Also for Best Newcomer, Rasmus Hardiker has been criminally ignored.
He's in Saxondale but his fleeting appearances in Lead Balloon often steal the show (in my eyes anyway).
Lead Balloon is unremittingly miserable. Clearly Dee thinks he’s got himself a Fawlty or a Brent or a Partridge or maybe even a David. But all those characters had some redeeming qualities and you did root for them. Spleen is a horrible, shallow, bitter thoroughly unlikeable man who shafts everyone within his reach. And Raquel Cassidy doesn’t fair much better as his wife. Will she ever get to play a character who isn’t a smug self-satisfied know all?
Catherine Tate is a great actress (brilliant accents) but a piss poor comedian.
The Royal Family strayed into over-sentimentality long ago and the Liz Smith dying episode was the worst example yet. Manipulative and lazy.
Justin Lee Collins? What is there to say? Prick probably. How do these people get on TV?
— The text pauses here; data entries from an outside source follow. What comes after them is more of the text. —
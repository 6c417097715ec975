pub mod client;

pub use client::EmbeddingClient;
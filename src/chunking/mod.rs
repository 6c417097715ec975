
use serde::{Deserialize, Serialize};
use tracing::debug;

/// Character budget approximating four characters per token.
pub const CHARS_PER_TOKEN: usize = 4;

/// Hard ceiling on tokens per embedding input.
pub const MAX_EMBED_TOKENS: usize = 8000;

/// A message body is either plain text or text with attachments. Consumers
/// pattern-match exhaustively; there is no untyped "content" escape hatch.
#[derive(Debug, Clone, PartialEq, Eq, Serialize, Deserialize)]
#[serde(tag = "kind", rename_all = "snake_case")]
pub enum MessageContent {
    TextOnly { text: String },
    WithAttachments {
        text: String,
        attachments: Vec<Attachment>,
    },
}

#[derive(Debug, Clone, PartialEq, Eq, Serialize, Deserialize)]
pub struct Attachment {
    pub name: String,
    pub media_type: String,
}

impl MessageContent {
    /// The embeddable text of this message. Attachment bodies are not
    /// embedded; their names are appended so retrieval can still match them.
    #[inline]
    pub fn embeddable_text(&self) -> String {
        match self {
            MessageContent::TextOnly { text } => text.clone(),
            MessageContent::WithAttachments { text, attachments } => {
                if attachments.is_empty() {
                    text.clone()
                } else {
                    let names: Vec<&str> = attachments.iter().map(|a| a.name.as_str()).collect();
                    format!("{}\n[attachments: {}]", text, names.join(", "))
                }
            }
        }
    }
}

#[derive(Debug, Clone, Copy, PartialEq, Eq, Serialize, Deserialize)]
#[serde(rename_all = "lowercase")]
pub enum Role {
    User,
    Assistant,
    System,
}

impl std::fmt::Display for Role {
    #[inline]
    fn fmt(&self, f: &mut std::fmt::Formatter<'_>) -> std::fmt::Result {
        match *self {
            Role::User => write!(f, "User"),
            Role::Assistant => write!(f, "Assistant"),
            Role::System => write!(f, "System"),
        }
    }
}

/// One turn of a conversation, in order of occurrence.
#[derive(Debug, Clone, PartialEq, Eq, Serialize, Deserialize)]
pub struct ConversationTurn {
    pub role: Role,
    pub content: MessageContent,
}

impl ConversationTurn {
    /// Render the turn the way it appears inside a chunk.
    #[inline]
    pub fn render(&self) -> String {
        format!("{}: {}", self.role, self.content.embeddable_text())
    }
}

/// A bounded slice of conversation text ready for the embedding pipeline.
#[derive(Debug, Clone, PartialEq, Eq)]
pub struct TurnChunk {
    pub text: String,
    /// Number of source turns concatenated into this chunk.
    pub turn_count: usize,
}

/// Split ordered turns into chunks of roughly `target_chars` characters.
///
/// Turns are never split: a chunk closes when appending the next turn would
/// exceed the budget, and a single oversized turn still forms its own chunk.
/// Every turn lands in exactly one chunk, in order.
#[inline]
pub fn chunk_turns(turns: &[ConversationTurn], target_chars: usize) -> Vec<TurnChunk> {
    let mut chunks = Vec::new();
    let mut current = String::new();
    let mut current_turns = 0;

    for turn in turns {
        let rendered = turn.render();
        let appended_len = if current.is_empty() {
            rendered.chars().count()
        } else {
            current.chars().count() + 1 + rendered.chars().count()
        };

        if current_turns > 0 && appended_len > target_chars {
            chunks.push(TurnChunk {
                text: std::mem::take(&mut current),
                turn_count: current_turns,
            });
            current_turns = 0;
        }

        if !current.is_empty() {
            current.push('\n');
        }
        current.push_str(&rendered);
        current_turns += 1;
    }

    if current_turns > 0 {
        chunks.push(TurnChunk {
            text: current,
            turn_count: current_turns,
        });
    }

    debug!(
        "Chunked {} turns into {} chunks (target {} chars)",
        turns.len(),
        chunks.len(),
        target_chars
    );

    chunks
}

/// Pre-flight gate: blank or very short text never reaches the provider.
#[inline]
pub fn is_embeddable(text: &str, min_chars: usize) -> bool {
    text.trim().chars().count() >= min_chars
}

/// Estimate token count as chars/4. Monotone and cheap, not exact.
#[inline]
pub fn estimate_tokens(text: &str) -> usize {
    text.chars().count().div_ceil(CHARS_PER_TOKEN)
}

/// Hard-cut text at `max_tokens * 4` characters, preserving the prefix.
#[inline]
pub fn truncate_to_limit(text: &str, max_tokens: usize) -> String {
    let max_chars = max_tokens * CHARS_PER_TOKEN;
    if text.chars().count() <= max_chars {
        return text.to_string();
    }
    text.chars().take(max_chars).collect()
}
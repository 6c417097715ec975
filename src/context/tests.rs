use super::*;
use crate::database::models::SourceType;
use chrono::Utc;

fn doc(id: i64, text: &str, metadata: &str) -> Document {
    Document {
        id,
        source_type: SourceType::Message,
        source_id: format!("msg-{id}"),
        chunk_text: text.to_string(),
        chunk_index: 0,
        metadata: metadata.to_string(),
        created_at: Utc::now().naive_utc(),
    }
}

fn ranked(id: i64, text: &str, relevance: f32) -> RankedResult {
    RankedResult {
        document: doc(id, text, "{}"),
        relevance,
    }
}

#[test]
fn assembly_keeps_whole_blocks_within_budget() {
    // 40 chars each: 10 tokens per block, separator costs 1 token.
    let blocks = vec!["a".repeat(40), "b".repeat(40), "c".repeat(40)];

    let assembled = assemble_within_budget(blocks.clone(), 21);
    assert_eq!(assembled, format!("{}\n\n{}", blocks[0], blocks[1]));
    assert!(estimate_tokens(&assembled) <= 21);
}

#[test]
fn assembly_stops_at_first_block_that_does_not_fit() {
    let blocks = vec!["a".repeat(40), "b".repeat(400), "c".repeat(40)];

    // The second block would blow the budget; assembly stops there rather
    // than skipping ahead.
    let assembled = assemble_within_budget(blocks.clone(), 50);
    assert_eq!(assembled, blocks[0]);
}

#[test]
fn assembly_returns_empty_when_nothing_fits() {
    let blocks = vec!["a".repeat(400)];
    assert_eq!(assemble_within_budget(blocks, 10), "");
}

#[test]
fn assembly_never_emits_partial_blocks() {
    let blocks = vec!["x".repeat(100), "y".repeat(100)];
    let assembled = assemble_within_budget(blocks, 30);

    // Either a block is present in full or not at all.
    assert!(!assembled.contains('y'));
    assert_eq!(assembled.matches('x').count(), 100);
}

#[test]
fn labeled_block_shows_percent_and_source() {
    let block = format_labeled_block(&ranked(1, "hello world", 0.873));
    assert_eq!(block, "[Relevance: 87% | Source: message]\nhello world");
}

#[test]
fn metadata_filter_requires_all_pairs() {
    let filter = ContextFilter::default()
        .with_metadata("conversation_id", "c-1")
        .with_metadata("author", "kim");

    let matching = doc(1, "x", r#"{"conversation_id":"c-1","author":"kim"}"#);
    let partial = doc(2, "x", r#"{"conversation_id":"c-1"}"#);
    let empty = doc(3, "x", "{}");

    assert!(filter.matches(&matching));
    assert!(!filter.matches(&partial));
    assert!(!filter.matches(&empty));
}

#[test]
fn empty_metadata_filter_matches_everything() {
    let filter = ContextFilter::by_type(SourceType::Message);
    assert!(filter.matches(&doc(1, "x", "{}")));
}

#[test]
fn conversation_key_prefers_metadata_over_source_id() {
    let tagged = doc(1, "x", r#"{"conversation_id":"c-42"}"#);
    assert_eq!(conversation_key(&tagged), "c-42");

    let untagged = doc(2, "x", "{}");
    assert_eq!(conversation_key(&untagged), "msg-2");
}

#[test]
fn heuristic_classifier_recognizes_code_markers() {
    let classifier = HeuristicCodeClassifier;

    assert!(classifier.looks_like_code("function add(a, b) { return a + b; }"));
    assert!(classifier.looks_like_code("import os"));
    assert!(classifier.looks_like_code("fn main() -> i32"));
    assert!(classifier.looks_like_code("const x = 1;"));

    assert!(!classifier.looks_like_code("We talked about the weather."));
    assert!(!classifier.looks_like_code("Please summarize the meeting notes."));
}
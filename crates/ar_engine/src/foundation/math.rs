//! Math utilities and types
//!
//! Rendering math runs in `f32` (what the graphics backend consumes), vision
//! math runs in `f64` (the pose solve is the numerically sensitive step).

pub use nalgebra::{Matrix3, Matrix4, Point2, Vector2, Vector3, Vector4};

/// 3D vector type (render side)
pub type Vec3 = Vector3<f32>;

/// 4D vector type (render side)
pub type Vec4 = Vector4<f32>;

/// 3x3 matrix type (render side)
pub type Mat3 = Matrix3<f32>;

/// 4x4 matrix type (render side)
pub type Mat4 = Matrix4<f32>;

/// 2D vector type (vision side)
pub type Vec2d = Vector2<f64>;

/// 3D vector type (vision side)
pub type Vec3d = Vector3<f64>;

/// 3x3 matrix type (vision side)
pub type Mat3d = Matrix3<f64>;

/// 2D image point in pixels (vision side)
pub type Point2d = Point2<f64>;

/// Math constants
pub mod constants {
    /// Degrees to radians conversion factor
    pub const DEG_TO_RAD: f64 = std::f64::consts::PI / 180.0;
}

/// Math utility functions
pub mod utils {
    use super::constants;

    /// Convert degrees to radians
    pub fn deg_to_rad(degrees: f64) -> f64 {
        degrees * constants::DEG_TO_RAD
    }

    /// Clamp a value between min and max
    ///
    /// Unlike `f32::clamp` this never panics on an inverted range; the
    /// configuration layer rejects those before they get here.
    pub fn clamp(value: f32, min: f32, max: f32) -> f32 {
        if value < min {
            min
        } else if value > max {
            max
        } else {
            value
        }
    }

    /// Twice the signed area of the triangle `(a, b, c)`
    pub fn cross2(a: [f64; 2], b: [f64; 2], c: [f64; 2]) -> f64 {
        (b[0] - a[0]) * (c[1] - a[1]) - (b[1] - a[1]) * (c[0] - a[0])
    }
}

/// Extension trait for Mat4 with the transforms the AR pipeline needs
pub trait Mat4Ext {
    /// Build a rigid transform from a rotation and a translation
    fn from_rotation_translation(rotation: &Mat3, translation: &Vec3) -> Mat4;

    /// OpenGL-style projection built directly from pinhole intrinsics
    ///
    /// Maps camera-space points (render convention, looking down -Z) so that
    /// a point which projects to pixel `(u, v)` under the intrinsics lands on
    /// the same spot of a `width x height` viewport. Depth maps to [-1, 1].
    fn projection_from_intrinsics(
        fx: f64,
        fy: f64,
        cx: f64,
        cy: f64,
        width: f64,
        height: f64,
        near: f64,
        far: f64,
    ) -> Mat4;

    /// Axis flip from the vision camera frame (X right, Y down, Z forward)
    /// into the render camera frame (X right, Y up, looking down -Z)
    fn vision_to_render() -> Mat4;
}

impl Mat4Ext for Mat4 {
    fn from_rotation_translation(rotation: &Mat3, translation: &Vec3) -> Mat4 {
        let mut result = rotation.to_homogeneous();
        result[(0, 3)] = translation.x;
        result[(1, 3)] = translation.y;
        result[(2, 3)] = translation.z;
        result
    }

    fn projection_from_intrinsics(
        fx: f64,
        fy: f64,
        cx: f64,
        cy: f64,
        width: f64,
        height: f64,
        near: f64,
        far: f64,
    ) -> Mat4 {
        // Computed in f64 and narrowed once so repeated builds are bit-identical
        let mut p = Matrix4::<f64>::zeros();
        p[(0, 0)] = 2.0 * fx / width;
        p[(1, 1)] = 2.0 * fy / height;
        p[(0, 2)] = 1.0 - 2.0 * cx / width;
        p[(1, 2)] = 2.0 * cy / height - 1.0;
        p[(2, 2)] = -(far + near) / (far - near);
        p[(2, 3)] = -(2.0 * far * near) / (far - near);
        p[(3, 2)] = -1.0;
        p.cast::<f32>()
    }

    fn vision_to_render() -> Mat4 {
        Mat4::from_diagonal(&Vec4::new(1.0, -1.0, -1.0, 1.0))
    }
}
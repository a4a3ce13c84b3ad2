//! Camera frames and the frame source seam

use std::path::{Path, PathBuf};
use std::sync::Arc;
use std::time::{Duration, Instant};

use image::RgbImage;
use thiserror::Error;

/// A decoded camera frame
///
/// The pixel buffer is reference counted so the pipeline can keep the last
/// frame around for re-presentation without copying it.
#[derive(Debug, Clone)]
pub struct Frame {
    index: u64,
    captured_at: Instant,
    image: Arc<RgbImage>,
}

impl Frame {
    /// Wrap a decoded RGB image as frame number `index`
    pub fn new(index: u64, image: RgbImage) -> Self {
        Self {
            index,
            captured_at: Instant::now(),
            image: Arc::new(image),
        }
    }

    /// Monotonic frame number assigned by the source
    pub fn index(&self) -> u64 {
        self.index
    }

    /// When the frame was acquired
    pub fn captured_at(&self) -> Instant {
        self.captured_at
    }

    /// Frame width in pixels
    pub fn width(&self) -> u32 {
        self.image.width()
    }

    /// Frame height in pixels
    pub fn height(&self) -> u32 {
        self.image.height()
    }

    /// Frame resolution as `(width, height)`
    pub fn resolution(&self) -> (u32, u32) {
        self.image.dimensions()
    }

    /// The RGB pixel buffer
    pub fn image(&self) -> &RgbImage {
        &self.image
    }
}

/// Outcome of asking a source for the next frame
#[derive(Debug, Clone)]
pub enum FramePoll {
    /// A new frame is available
    Frame(Frame),
    /// Nothing arrived within the timeout
    Timeout,
    /// The stream has ended; no further frames will arrive
    Closed,
}

/// Frame source errors
#[derive(Error, Debug)]
pub enum FrameSourceError {
    /// The capture device could not be opened
    #[error("Cannot open camera {device}: {reason}")]
    DeviceUnavailable {
        /// Device index or path that failed
        device: String,
        /// Why it failed
        reason: String,
    },

    /// A frame could not be read or decoded
    #[error("Frame read failed: {0}")]
    Read(String),
}

/// Source of camera frames
///
/// Implementations own the capture device. `next_frame` must not block for
/// longer than `timeout`.
pub trait FrameSource {
    /// Resolution of the frames this source produces
    fn resolution(&self) -> (u32, u32);

    /// Fetch the next frame, waiting at most `timeout`
    fn next_frame(&mut self, timeout: Duration) -> Result<FramePoll, FrameSourceError>;

    /// Release the capture device
    fn release(&mut self) {}
}

/// Frame source that replays a directory of still images in name order
///
/// Stands in for a live camera when running offline. All images must share
/// one resolution; the first image defines it.
pub struct ImageSequenceSource {
    paths: Vec<PathBuf>,
    cursor: usize,
    resolution: (u32, u32),
}

impl ImageSequenceSource {
    /// File extensions picked up from the directory
    const EXTENSIONS: [&'static str; 3] = ["png", "jpg", "jpeg"];

    /// Open a directory of frames
    pub fn open(dir: impl AsRef<Path>) -> Result<Self, FrameSourceError> {
        let dir = dir.as_ref();
        let unavailable = |reason: String| FrameSourceError::DeviceUnavailable {
            device: dir.display().to_string(),
            reason,
        };

        let entries = std::fs::read_dir(dir).map_err(|e| unavailable(e.to_string()))?;
        let mut paths: Vec<PathBuf> = entries
            .filter_map(Result::ok)
            .map(|entry| entry.path())
            .filter(|path| {
                path.extension()
                    .and_then(|ext| ext.to_str())
                    .map(|ext| Self::EXTENSIONS.contains(&ext.to_ascii_lowercase().as_str()))
                    .unwrap_or(false)
            })
            .collect();
        paths.sort();

        let first = paths
            .first()
            .ok_or_else(|| unavailable("no image frames found".to_string()))?;
        let resolution = image::image_dimensions(first).map_err(|e| unavailable(e.to_string()))?;

        log::info!(
            "Frame sequence opened: {} frames at {}x{} from {:?}",
            paths.len(),
            resolution.0,
            resolution.1,
            dir
        );

        Ok(Self {
            paths,
            cursor: 0,
            resolution,
        })
    }

    /// Number of frames in the sequence
    pub fn len(&self) -> usize {
        self.paths.len()
    }

    /// Whether the sequence holds no frames
    pub fn is_empty(&self) -> bool {
        self.paths.is_empty()
    }
}

impl FrameSource for ImageSequenceSource {
    fn resolution(&self) -> (u32, u32) {
        self.resolution
    }

    fn next_frame(&mut self, _timeout: Duration) -> Result<FramePoll, FrameSourceError> {
        let Some(path) = self.paths.get(self.cursor) else {
            return Ok(FramePoll::Closed);
        };

        let image = image::open(path)
            .map_err(|e| FrameSourceError::Read(format!("{}: {}", path.display(), e)))?
            .to_rgb8();
        let index = self.cursor as u64;
        self.cursor += 1;

        Ok(FramePoll::Frame(Frame::new(index, image)))
    }

    fn release(&mut self) {
        self.cursor = self.paths.len();
    }
}

#[cfg(test)]
mod tests {
    use super::*;

    #[test]
    fn test_sequence_replays_in_name_order() {
        let dir = tempfile::tempdir().unwrap();
        for name in ["b.png", "a.png"] {
            RgbImage::new(8, 4).save(dir.path().join(name)).unwrap();
        }
        std::fs::write(dir.path().join("notes.txt"), "ignored").unwrap();

        let mut source = ImageSequenceSource::open(dir.path()).unwrap();
        assert_eq!(source.len(), 2);
        assert_eq!(source.resolution(), (8, 4));

        let timeout = Duration::from_millis(10);
        for expected in 0..2 {
            match source.next_frame(timeout).unwrap() {
                FramePoll::Frame(frame) => {
                    assert_eq!(frame.index(), expected);
                    assert_eq!(frame.resolution(), (8, 4));
                }
                other => panic!("expected a frame, got {other:?}"),
            }
        }
        assert!(matches!(source.next_frame(timeout).unwrap(), FramePoll::Closed));
    }

    #[test]
    fn test_empty_directory_is_unavailable() {
        let dir = tempfile::tempdir().unwrap();
        assert!(matches!(
            ImageSequenceSource::open(dir.path()),
            Err(FrameSourceError::DeviceUnavailable { .. })
        ));
    }
}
Simon Amstell saved The Buzzcocks but is on the cusp of ruining it again
Gavin & Stacey is just okay. There is nothing special going on there at all. ‘Just Good Friends’ territory. Which is fine but there’s some serious emperors new clothes hype going on surrounding it. And Alison Steadman. Why are we duty bound to praise her everything she does when she’s not done nothing to compete with Candice Marie or that Abigail character for decades? Her and Brenda Blethyn play the same character in every bleeding thing they do.
Matt Berry is great because he’s the cousin of my friend Rosemary. And the second series of the IT Crowd was brilliant in parts (the first episode in particular).
Peep Show should stop while its ahead.
Star Stories was a giggle in places
Fonejacker was funny for two episodes but you realised it just another Trigger Happy TV with no future.
Al Murray needs a new character. The landlord could become his Dame Edna and nobody deserves that.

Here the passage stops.